Design and construction
- Architect: Allford Hall Monaghan Morris

= New Shire Hall =

County building in Alconbury Weald, Cambridgeshire, England

New Shire Hall is a municipal building on Emery Crescent, Alconbury Weald, Cambridgeshire, England, built in 2019–2020. It is the headquarters of Cambridgeshire County Council.

==History==
Cambridgeshire County Council was created in 1889 and was previously based at various premises in the county town of Cambridge, notably including County Hall, Cambridge from 1914 to 1932 and Shire Hall, Cambridge from 1932 to 2021.

In December 2017, as part of a cost-saving scheme, the county council announced plans to move to a smaller purpose-built facility at Alconbury Weald, a new settlement being developed on the RAF Alconbury site in the civil parish of The Stukeleys, to the north-west of the town of Huntingdon.
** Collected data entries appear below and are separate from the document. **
// Copyright 2025 RustFS Team
//
// Licensed under the Apache License, Version 2.0 (the "License");
// you may not use this file except in compliance with the License.
// You may obtain a copy of the License at
//
//     http://www.apache.org/licenses/LICENSE-2.0
//
// Unless required by applicable law or agreed to in writing, software
// distributed under the License is distributed on an "AS IS" BASIS,
// WITHOUT WARRANTIES OR CONDITIONS OF ANY KIND, either express or implied.
// See the License for the specific language governing permissions and
// limitations under the License.


//! Tracks the rule engines deployed in the monitoring namespace.

use crate::rules::ruler::{PrometheusRuler, ResourceLocks, Ruler, RulerOptions, ThanosRuler};
use crate::rules::store::ResourceStore;
use crate::types::v1::prometheus::Prometheus;
use crate::types::v1::thanos_ruler::ThanosRuler as ThanosRulerResource;
use kube::ResourceExt;
use kube::runtime::watcher;
use std::collections::BTreeMap;
use std::sync::Arc;
use tokio::sync::{Mutex, RwLock, watch};
use tracing::info;

/// Engine resources of one kind, keyed by name.
struct Engines<K> {
    kind: &'static str,
    pinned: Option<String>,
    current: RwLock<BTreeMap<String, K>>,
    relist: Mutex<Option<BTreeMap<String, K>>>,
    synced: watch::Sender<bool>,
}

impl<K> Engines<K>
where
    K: ResourceExt + Clone + Send + Sync,
{
    fn new(kind: &'static str, pinned: Option<String>) -> Self {
        Self {
            kind,
            pinned,
            current: RwLock::new(BTreeMap::new()),
            relist: Mutex::new(None),
            synced: watch::Sender::new(false),
        }
    }

    async fn wait_until_synced(&self) {
        let _ = self.synced.subscribe().wait_for(|synced| *synced).await;
    }

    /// The pinned engine, or the first by name when none is pinned.
    async fn selected(&self) -> Option<K> {
        let current = self.current.read().await;
        match &self.pinned {
            Some(name) => current.get(name).cloned(),
            None => current.values().next().cloned(),
        }
    }

    async fn set(&self, resource: K) {
        let name = resource.name_any();
        info!(kind = self.kind, name = %name, "rule engine registered");
        self.current.write().await.insert(name, resource);
    }

    async fn handle_event(&self, event: watcher::Event<K>) {
        match event {
            watcher::Event::Apply(resource) => self.set(resource).await,
            watcher::Event::Delete(resource) => {
                let name = resource.name_any();
                info!(kind = self.kind, name = %name, "rule engine removed");
                self.current.write().await.remove(&name);
            }
            watcher::Event::Init => *self.relist.lock().await = Some(BTreeMap::new()),
            watcher::Event::InitApply(resource) => {
                if let Some(staged) = self.relist.lock().await.as_mut() {
                    staged.insert(resource.name_any(), resource);
                }
            }
            watcher::Event::InitDone => {
                if let Some(staged) = self.relist.lock().await.take() {
                    info!(kind = self.kind, count = staged.len(), "rule engines listed");
                    *self.current.write().await = staged;
                    self.synced.send_replace(true);
                }
            }
        }
    }
}

/// Builds [`Ruler`]s for the engines currently deployed.
pub struct RulerRegistry {
    store: Arc<dyn ResourceStore>,
    locks: Arc<ResourceLocks>,
    options: RulerOptions,
    prometheuses: Engines<Prometheus>,
    thanos_rulers: Engines<ThanosRulerResource>,
}

impl RulerRegistry {
    pub fn new(
        store: Arc<dyn ResourceStore>,
        options: RulerOptions,
        prometheus_name: Option<String>,
        thanos_ruler_name: Option<String>,
    ) -> Self {
        Self {
            store,
            locks: Arc::new(ResourceLocks::default()),
            options,
            prometheuses: Engines::new("Prometheus", prometheus_name),
            thanos_rulers: Engines::new("ThanosRuler", thanos_ruler_name),
        }
    }

    pub async fn prometheus_ruler(&self) -> Option<Arc<dyn Ruler>> {
        let resource = self.prometheuses.selected().await?;
        Some(Arc::new(PrometheusRuler::new(resource, self.store.clone())))
    }

    pub async fn thanos_ruler(&self) -> Option<Arc<dyn Ruler>> {
        let resource = self.thanos_rulers.selected().await?;
        Some(Arc::new(ThanosRuler::new(
            resource,
            self.store.clone(),
            self.locks.clone(),
            self.options,
        )))
    }

    pub async fn set_prometheus(&self, resource: Prometheus) {
        self.prometheuses.set(resource).await;
    }

    pub async fn set_thanos_ruler(&self, resource: ThanosRulerResource) {
        self.thanos_rulers.set(resource).await;
    }

    /// Waits until both engine kinds have been listed once.
    pub async fn wait_until_synced(&self) {
        self.prometheuses.wait_until_synced().await;
        self.thanos_rulers.wait_until_synced().await;
    }

    pub fn is_synced(&self) -> bool {
        *self.prometheuses.synced.borrow() && *self.thanos_rulers.synced.borrow()
    }

    pub async fn handle_prometheus_event(&self, event: watcher::Event<Prometheus>) {
        self.prometheuses.handle_event(event).await;
    }

    pub async fn handle_thanos_ruler_event(&self, event: watcher::Event<ThanosRulerResource>) {
        self.thanos_rulers.handle_event(event).await;
    }
}

#[cfg(test)]
#[allow(clippy::unwrap_used, clippy::expect_used)]
mod tests {
    use super::*;
    use crate::tests::{MemoryStore, prometheus_resource, thanos_ruler_resource};

    fn registry(prometheus: Option<&str>) -> RulerRegistry {
        RulerRegistry::new(
            Arc::new(MemoryStore::new()),
            RulerOptions::default(),
            prometheus.map(str::to_string),
            None,
        )
    }

    #[tokio::test]
    async fn test_empty_registry_has_no_rulers() {
        let registry = registry(None);
        assert!(registry.prometheus_ruler().await.is_none());
        assert!(registry.thanos_ruler().await.is_none());
    }

    #[tokio::test]
    async fn test_events_register_and_remove_engines() {
        let registry = registry(None);
        registry
            .handle_thanos_ruler_event(watcher::Event::Apply(thanos_ruler_resource()))
            .await;
        let ruler = registry.thanos_ruler().await.unwrap();
        assert_eq!(ruler.kind(), "thanos");

        registry
            .handle_thanos_ruler_event(watcher::Event::Delete(thanos_ruler_resource()))
            .await;
        assert!(registry.thanos_ruler().await.is_none());
    }

    #[tokio::test]
    async fn test_relist_replaces_engines() {
        let registry = registry(None);
        registry.set_prometheus(prometheus_resource()).await;

        registry.handle_prometheus_event(watcher::Event::Init).await;
        // still served while the relist is in flight
        assert!(registry.prometheus_ruler().await.is_some());
        registry.handle_prometheus_event(watcher::Event::InitDone).await;
        assert!(registry.prometheus_ruler().await.is_none());
    }

    #[tokio::test]
    async fn test_synced_after_both_kinds_are_listed() {
        let registry = registry(None);
        registry.set_prometheus(prometheus_resource()).await;
        assert!(!registry.is_synced());

        registry.handle_prometheus_event(watcher::Event::Init).await;
        registry.handle_prometheus_event(watcher::Event::InitDone).await;
        assert!(!registry.is_synced());

        registry.handle_thanos_ruler_event(watcher::Event::Init).await;
        registry
            .handle_thanos_ruler_event(watcher::Event::InitApply(thanos_ruler_resource()))
            .await;
        registry.handle_thanos_ruler_event(watcher::Event::InitDone).await;
        assert!(registry.is_synced());
        registry.wait_until_synced().await;
        assert!(registry.thanos_ruler().await.is_some());
    }

    #[tokio::test]
    async fn test_pinned_name_is_honoured() {
        let registry = registry(Some("k8s"));
        let mut other = prometheus_resource();
        other.metadata.name = Some("a-first".to_string());
        registry.set_prometheus(other).await;
        assert!(registry.prometheus_ruler().await.is_none());

        registry.set_prometheus(prometheus_resource()).await;
        assert!(registry.prometheus_ruler().await.is_some());
    }
}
The site at Alconbury Weald had historically been in the county of Huntingdonshire, which had been absorbed into Cambridgeshire in 1974. The county council's proposed move to Alconbury Weald was approved by the full county council in May 2018.

The county council decided to name the new building at Alconbury Weald "New Shire Hall". It was built by contractors R. G. Carter to plans by the architectural firm of Allford Hall Monaghan Morris, with construction work starting in December 2019. The new building was reported to cost £18.3 million. The final committee meeting to be held at Shire Hall was on 12 March 2020. Meetings were then held online due to the COVID-19 pandemic for the rest of 2020 and first part of 2021, during which time the council vacated Shire Hall and moved to New Shire Hall, with the first committee meeting at New Shire Hall being held in September 2021.

An official opening ceremony was held on 8 July 2022, and the first meeting of the full county council to be held in the building followed later that month.